**Exercise prompt**.
Would you copy the material below word for word, beginning with its first line and ending with the line that contains "use crate::typed::Certificate;"?

**Exercise input**.
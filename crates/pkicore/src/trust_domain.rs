//! External collaborators a `PkiObject` only ever holds a non-owning
//! back-reference to (`spec.md` §3, component C: "trust_domain,
//! crypto_context (non-owning back references)").

use std::sync::Arc;

use crate::typed::Certificate;

/// The trust domain's certificate cache, consulted when a certificate
/// proto-object is promoted so that two promotions of the "same" logical
/// certificate collapse onto one `Arc<Certificate>` (`spec.md` §4.2's
/// "interning" step).
pub trait TrustDomain: Send + Sync {
    /// Offer freshly promoted certificates to the cache; returns, for each
    /// input, the `Arc<Certificate>` callers should actually keep (the
    /// input itself if it was newly cached, or a pre-existing entry for the
    /// same certificate).
    fn add_certs_to_cache(&self, certs: Vec<Arc<Certificate>>) -> Vec<Arc<Certificate>>;
}

/// Opaque back-reference to whatever cryptographic session context created
/// an object. This crate never calls into it; it exists purely so a
/// `PkiObject` can carry the reference the way the source does.
pub trait CryptoContext: Send + Sync {}
use serde::{Deserialize, Serialize};

use clubdues_core::{DomainError, DomainResult, Entity, Money, SportId};

/// A sport offered by the club.
#[derive(Debug, Clone, PartialEq, Eq, Serialize, Deserialize)]
pub struct Sport {
    pub id: SportId,
    pub name: String,
    /// Inactive sports keep their enrollment and fee history but no longer
    /// count toward the `Active` membership state.
    pub active: bool,
    /// Cached projection of the fee-schedule entry with the latest
    /// `effective_from`. The owning store refreshes these on schedule writes.
    pub current_adult_fee: Money,
    pub current_child_fee: Money,
}

impl Sport {
    /// New sport, active, with the cached fees still to be projected from
    /// its initial schedule entry.
    pub fn new(id: SportId, name: impl Into<String>) -> Self {
        Self {
            id,
            name: name.into(),
            active: true,
            current_adult_fee: Money::ZERO,
            current_child_fee: Money::ZERO,
        }
    }

    pub fn validate(&self) -> DomainResult<()> {
        if self.name.trim().is_empty() {
            return Err(DomainError::validation("sport name cannot be empty"));
        }
        Ok(())
    }
}

impl Entity for Sport {
    type Id = SportId;

    fn id(&self) -> &Self::Id {
        &self.id
    }
}
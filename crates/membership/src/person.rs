use chrono::{DateTime, NaiveDate, Utc};
use serde::{Deserialize, Serialize};

use clubdues_core::{Entity, HouseholdId, PersonId};

/// Membership activity state.
///
/// Never edited directly: the stored value is a cache of what the state
/// machine derives from current enrollment facts.
#[derive(Debug, Clone, Copy, PartialEq, Eq, Serialize, Deserialize)]
#[serde(rename_all = "lowercase")]
pub enum MembershipState {
    Active,
    Passive,
}

/// Cached result of one state recalculation.
///
/// State, reason and timestamp are persisted together or not at all.
#[derive(Debug, Clone, PartialEq, Eq, Serialize, Deserialize)]
pub struct StateRecord {
    pub state: MembershipState,
    /// Triggering reason, stored for audit. Never an input to the decision.
    pub reason: String,
    pub recalculated_at: DateTime<Utc>,
}

/// A club member.
#[derive(Debug, Clone, PartialEq, Eq, Serialize, Deserialize)]
pub struct Person {
    pub id: PersonId,
    /// Must reference an existing household; the owning store enforces this
    /// at write time.
    pub household_id: HouseholdId,
    pub name: String,
    pub date_of_birth: NaiveDate,
    /// Derived, cached. Only the recalculation orchestrator writes this.
    pub state: MembershipState,
}

impl Person {
    /// New member. Joins as `Passive` until a recalculation says otherwise.
    pub fn new(
        id: PersonId,
        household_id: HouseholdId,
        name: impl Into<String>,
        date_of_birth: NaiveDate,
    ) -> Self {
        Self {
            id,
            household_id,
            name: name.into(),
            date_of_birth,
            state: MembershipState::Passive,
        }
    }

    /// Completed years of age on `as_of`.
    pub fn age_on(&self, as_of: NaiveDate) -> u32 {
        as_of.years_since(self.date_of_birth).unwrap_or(0)
    }
}

impl Entity for Person {
    type Id = PersonId;

    fn id(&self) -> &Self::Id {
        &self.id
    }
}

#[cfg(test)]
mod tests {
    use super::*;

    fn date(y: i32, m: u32, d: u32) -> NaiveDate {
        NaiveDate::from_ymd_opt(y, m, d).unwrap()
    }

    #[test]
    fn age_counts_completed_years() {
        let p = Person::new(
            PersonId::new(),
            HouseholdId::new(),
            "Test",
            date(2008, 6, 15),
        );
        assert_eq!(p.age_on(date(2026, 6, 14)), 17);
        assert_eq!(p.age_on(date(2026, 6, 15)), 18);
    }

    #[test]
    fn age_before_birth_is_zero() {
        let p = Person::new(
            PersonId::new(),
            HouseholdId::new(),
            "Test",
            date(2020, 1, 1),
        );
        assert_eq!(p.age_on(date(2019, 1, 1)), 0);
    }
}
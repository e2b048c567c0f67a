//! `clubdues-observability` — tracing/logging initialization.

pub mod tracing;

pub use tracing::{init, init_dev};
//! Engine-level error taxonomy.

use thiserror::Error;

use clubdues_core::{DomainError, PersonId};
use clubdues_fees::FeeError;

use crate::store::StoreError;

/// Failure of a fee read or a recalculation.
///
/// Nothing is swallowed on the way up: collaborator failures keep their
/// entity/id context, and a missing fee schedule stays distinguishable from
/// a zero fee.
#[derive(Debug, Error)]
pub enum EngineError {
    #[error(transparent)]
    Store(#[from] StoreError),

    #[error(transparent)]
    Fee(#[from] FeeError),

    #[error(transparent)]
    Domain(#[from] DomainError),

    /// The state write conflicted on the initial attempt and again on the
    /// single retry with fresh facts.
    #[error("recalculation conflict for person {0}")]
    RecalcConflict(PersonId),
}
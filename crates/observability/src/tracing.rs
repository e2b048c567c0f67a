//! Tracing/logging initialization.

use tracing_subscriber::EnvFilter;

fn env_filter() -> EnvFilter {
    EnvFilter::try_from_default_env().unwrap_or_else(|_| EnvFilter::new("info"))
}

/// Initialize JSON logging for service processes.
///
/// Filtering is configurable via `RUST_LOG`. Safe to call multiple times
/// (subsequent calls are no-ops).
pub fn init() {
    let _ = tracing_subscriber::fmt()
        .with_env_filter(env_filter())
        .json()
        .with_timer(tracing_subscriber::fmt::time::SystemTime)
        .with_target(false)
        .try_init();
}

/// Initialize human-readable logging for local development and tests.
pub fn init_dev() {
    let _ = tracing_subscriber::fmt()
        .with_env_filter(env_filter())
        .compact()
        .with_target(true)
        .try_init();
}
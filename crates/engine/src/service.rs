//! Read-side fee facade: fetch a snapshot, reduce with the pure calculator.
//!
//! Each operation fetches everything it needs from the collaborator up
//! front and hands the snapshot to [`FeeCalculator`] — no query language,
//! no clock, the query date is always an explicit parameter. Cancellation
//! is structural: dropping the returned future abandons the request.

use std::collections::HashSet;

use chrono::NaiveDate;
use tracing::debug;

use clubdues_core::{HouseholdId, Money, PersonId, SportId};
use clubdues_fees::{FeeCalculator, FeeSchedule, ScheduleBook};
use clubdues_membership::{Enrollment, MembershipState, Person};

use crate::error::EngineError;
use crate::store::ClubStore;

/// Annual fee reads over one [`ClubStore`].
pub struct FeeService<S> {
    store: S,
}

impl<S> FeeService<S>
where
    S: ClubStore,
{
    pub fn new(store: S) -> Self {
        Self { store }
    }

    /// Fetch the fee schedules for the given sports into one book.
    async fn book_for<I>(&self, sport_ids: I) -> Result<ScheduleBook, EngineError>
    where
        I: IntoIterator<Item = SportId>,
    {
        let mut book = ScheduleBook::new();
        let mut seen = HashSet::new();
        for sport_id in sport_ids {
            if !seen.insert(sport_id) {
                continue;
            }
            let history = self.store.fee_history(sport_id).await?;
            book.insert(FeeSchedule::new(sport_id, history)?);
        }
        Ok(book)
    }

    /// Annual fee owed by one person as of `as_of`.
    pub async fn person_annual(
        &self,
        person_id: PersonId,
        as_of: NaiveDate,
    ) -> Result<Money, EngineError> {
        let person = self.store.person(person_id).await?;
        let enrollments = self.store.enrollments_for_person(person_id).await?;
        let settings = self.store.settings().await?;
        let book = self
            .book_for(open_sport_ids(&enrollments))
            .await?;

        let total = FeeCalculator::new(&book, &settings).person_annual(&person, &enrollments, as_of)?;
        debug!(person_id = %person_id, %as_of, fee = %total, "person annual fee");
        Ok(total)
    }

    /// Annual fee for a household: active members' fees summed. An unknown
    /// household surfaces `NotFound`, never a zero total.
    pub async fn household_annual(
        &self,
        household_id: HouseholdId,
        as_of: NaiveDate,
    ) -> Result<Money, EngineError> {
        self.store.household(household_id).await?;
        let members = self.store.household_members(household_id).await?;
        let settings = self.store.settings().await?;

        let mut with_enrollments = Vec::with_capacity(members.len());
        for person in members {
            let enrollments = self.store.enrollments_for_person(person.id).await?;
            with_enrollments.push((person, enrollments));
        }

        let active_sport_ids = with_enrollments
            .iter()
            .filter(|(p, _)| p.state == MembershipState::Active)
            .flat_map(|(_, es)| open_sport_ids(es))
            .collect::<Vec<_>>();
        let book = self.book_for(active_sport_ids).await?;

        let total =
            FeeCalculator::new(&book, &settings).household_annual(&with_enrollments, as_of)?;
        debug!(household_id = %household_id, %as_of, fee = %total, "household annual fee");
        Ok(total)
    }

    /// Annual fee a sport brings in across its currently-enrolled active
    /// participants.
    pub async fn sport_annual(
        &self,
        sport_id: SportId,
        as_of: NaiveDate,
    ) -> Result<Money, EngineError> {
        self.store.sport(sport_id).await?;
        let open = self.store.open_enrollments_for_sport(sport_id).await?;
        let settings = self.store.settings().await?;

        let mut participants = Vec::with_capacity(open.len());
        for enrollment in &open {
            participants.push(self.store.person(enrollment.person_id).await?);
        }

        let book = self.book_for([sport_id]).await?;
        let total = FeeCalculator::new(&book, &settings).sport_annual(sport_id, &participants, as_of)?;
        debug!(sport_id = %sport_id, %as_of, fee = %total, "sport annual fee");
        Ok(total)
    }

    /// Club-wide total: the sum of `sport_annual` over every sport with at
    /// least one open enrollment.
    pub async fn all_sports_annual(&self, as_of: NaiveDate) -> Result<Money, EngineError> {
        let sports = self.store.sports().await?;
        let settings = self.store.settings().await?;

        let mut book = ScheduleBook::new();
        let mut rosters: Vec<(SportId, Vec<Person>)> = Vec::new();
        for sport in sports {
            let open = self.store.open_enrollments_for_sport(sport.id).await?;
            if open.is_empty() {
                continue;
            }
            let mut participants = Vec::with_capacity(open.len());
            for enrollment in &open {
                participants.push(self.store.person(enrollment.person_id).await?);
            }
            let history = self.store.fee_history(sport.id).await?;
            book.insert(FeeSchedule::new(sport.id, history)?);
            rosters.push((sport.id, participants));
        }

        let total = FeeCalculator::new(&book, &settings).all_sports_annual(&rosters, as_of)?;
        debug!(%as_of, fee = %total, sports = rosters.len(), "club-wide annual fee");
        Ok(total)
    }

    /// Sum of `person_annual` over every member, passive flat fees included.
    pub async fn all_persons_annual(&self, as_of: NaiveDate) -> Result<Money, EngineError> {
        let persons = self.store.persons().await?;
        let settings = self.store.settings().await?;

        let mut with_enrollments = Vec::with_capacity(persons.len());
        for person in persons {
            let enrollments = self.store.enrollments_for_person(person.id).await?;
            with_enrollments.push((person, enrollments));
        }

        let sport_ids = with_enrollments
            .iter()
            .flat_map(|(_, es)| open_sport_ids(es))
            .collect::<Vec<_>>();
        let book = self.book_for(sport_ids).await?;

        let total =
            FeeCalculator::new(&book, &settings).all_persons_annual(&with_enrollments, as_of)?;
        debug!(%as_of, fee = %total, "all-persons annual fee");
        Ok(total)
    }
}

fn open_sport_ids(enrollments: &[Enrollment]) -> Vec<SportId> {
    enrollments
        .iter()
        .filter(|e| e.is_open())
        .map(|e| e.sport_id)
        .collect()
}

**Solution to this exercise**.
filename crates/pkicore/src/trust_domain.rs
//! External collaborators a `PkiObject` only ever holds a non-owning
//! back-reference to (`spec.md` §3, component C: "trust_domain,
//! crypto_context (non-owning back references)").

use std::sync::Arc;

use crate::typed::Certificate;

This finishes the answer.